Stored data -
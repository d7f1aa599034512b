use crate::core::errors::{Error, Result};
use log::{debug, info, warn};
use serde_json::{json, Value};
use std::collections::{BTreeMap, BTreeSet};
use std::env;
use std::time;

/*-------------------------------------------------------------------------------------------------
  InfoBlox Gateway
-------------------------------------------------------------------------------------------------*/

/// Abstract creation capability consumed by the reconciliation executor.
///
/// Failures are signaled as descriptive message strings; the gateway implementation is
/// responsible for folding whatever transport-level error occurred into a message containing the
/// relevant classification keywords (overlap, permission, invalid, ...) where applicable.
pub trait InfobloxGateway {
    /// Create a leaf network; returns the WAPI object reference.
    fn create_network(
        &mut self,
        cidr: &str,
        network_view: &str,
        comment: &str,
        attributes: &BTreeMap<String, String>,
    ) -> Result<String>;

    /// Create a network container; returns the WAPI object reference.
    fn create_network_container(
        &mut self,
        cidr: &str,
        network_view: &str,
        comment: &str,
        attributes: &BTreeMap<String, String>,
    ) -> Result<String>;
}

/*-------------------------------------------------------------------------------------------------
  WAPI Client Builder
-------------------------------------------------------------------------------------------------*/

/// A builder for the [WapiClient] struct that allows you to customize the client configuration.
///
/// ```no_run
/// let client = ibxsync::WapiClientBuilder::new()
///     .grid_master("infoblox.example.com")
///     .wapi_version("v2.13.1")
///     .username("admin")
///     .password("infoblox")
///     .timeout(30) // 30 seconds
///     .build();
/// ```
///
/// The [WapiClientBuilder::new] method attempts to source configuration values from environment
/// variables when set and uses default values when the environment variables are not set.
///
/// If you want to use the default configuration values, ignoring any environment variables, use
/// the [WapiClientBuilder::default] method to create a new [WapiClientBuilder] instance.
#[derive(Debug, Clone)]
pub struct WapiClientBuilder {
    grid_master: String,
    wapi_version: String,
    username: String,
    password: String,
    timeout: u64,
    accept_invalid_certs: bool,
}

impl Default for WapiClientBuilder {
    fn default() -> Self {
        Self {
            grid_master: String::new(),
            wapi_version: "v2.13.1".to_string(),
            username: String::new(),
            password: String::new(),
            timeout: 30, // 30 seconds
            accept_invalid_certs: false,
        }
    }
}

impl WapiClientBuilder {
    /// Create a new [WapiClientBuilder] reading initial configuration values from environment
    /// variables when set and default values when the environment variables are not set.
    ///
    /// The environment variables used to set the initial configuration values are:
    /// - `IBXSYNC_GRID_MASTER`
    /// - `IBXSYNC_WAPI_VERSION`
    /// - `IBXSYNC_USERNAME`
    /// - `IBXSYNC_PASSWORD`
    /// - `IBXSYNC_TIMEOUT`
    /// - `IBXSYNC_ACCEPT_INVALID_CERTS`
    pub fn new() -> Self {
        let default = WapiClientBuilder::default();

        Self {
            grid_master: get_env_var("IBXSYNC_GRID_MASTER", default.grid_master),
            wapi_version: get_env_var("IBXSYNC_WAPI_VERSION", default.wapi_version),
            username: get_env_var("IBXSYNC_USERNAME", default.username),
            password: get_env_var("IBXSYNC_PASSWORD", default.password),
            timeout: get_env_var("IBXSYNC_TIMEOUT", default.timeout),
            accept_invalid_certs: get_env_var(
                "IBXSYNC_ACCEPT_INVALID_CERTS",
                default.accept_invalid_certs,
            ),
        }
    }

    /*-------------------------------------------------------------------------
      Setters
    -------------------------------------------------------------------------*/

    /// Set the InfoBlox Grid Master hostname or IP address.
    pub fn grid_master(&mut self, grid_master: &str) -> &mut Self {
        self.grid_master = grid_master.to_string();
        self
    }

    /// Set the WAPI version path segment; defaults to `v2.13.1`.
    pub fn wapi_version(&mut self, wapi_version: &str) -> &mut Self {
        self.wapi_version = wapi_version.to_string();
        self
    }

    /// Set the WAPI username.
    pub fn username(&mut self, username: &str) -> &mut Self {
        self.username = username.to_string();
        self
    }

    /// Set the WAPI password.
    pub fn password(&mut self, password: &str) -> &mut Self {
        self.password = password.to_string();
        self
    }

    /// Set the request timeout (in seconds); defaults to `30` seconds.
    pub fn timeout(&mut self, timeout: u64) -> &mut Self {
        self.timeout = timeout;
        self
    }

    /// Accept invalid TLS certificates; defaults to `false`. Grid Masters commonly run with
    /// self-signed certificates, so operators may need to opt in.
    pub fn accept_invalid_certs(&mut self, accept_invalid_certs: bool) -> &mut Self {
        self.accept_invalid_certs = accept_invalid_certs;
        self
    }

    /*-------------------------------------------------------------------------
      Build Method
    -------------------------------------------------------------------------*/

    pub fn build(&self) -> Result<WapiClient> {
        if self.grid_master.is_empty() {
            return Err("InfoBlox Grid Master is required (IBXSYNC_GRID_MASTER)".into());
        }
        if self.username.is_empty() {
            return Err("InfoBlox username is required (IBXSYNC_USERNAME)".into());
        }

        let http = reqwest::blocking::Client::builder()
            .timeout(time::Duration::from_secs(self.timeout))
            .danger_accept_invalid_certs(self.accept_invalid_certs)
            .build()?;

        Ok(WapiClient {
            base_url: format!("https://{}/wapi/{}", self.grid_master, self.wapi_version),
            username: self.username.clone(),
            password: self.password.clone(),
            http,
            ea_cache: EaDefinitionCache::new(),
        })
    }
}

/*-------------------------------------------------------------------------------------------------
  WAPI Client
-------------------------------------------------------------------------------------------------*/

/// Blocking client for the InfoBlox WAPI REST interface.
///
/// The [WapiClient::new] method attempts to source configuration values from environment
/// variables when set and uses default values when the environment variables are not set.
#[derive(Debug)]
pub struct WapiClient {
    base_url: String,
    username: String,
    password: String,
    http: reqwest::blocking::Client,
    ea_cache: EaDefinitionCache,
}

/// An existing InfoBlox object found for a CIDR: either a leaf network or a network container.
#[derive(Clone, Debug)]
pub enum Existing {
    Network(Value),
    Container(Value),
}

Exercise brief -
Find the word "source" in the entries. Copy each line that holds it.

Answer area -
/// The [WapiClientBuilder::new] method attempts to source configuration values from environment
/// The [WapiClient::new] method attempts to source configuration values from environment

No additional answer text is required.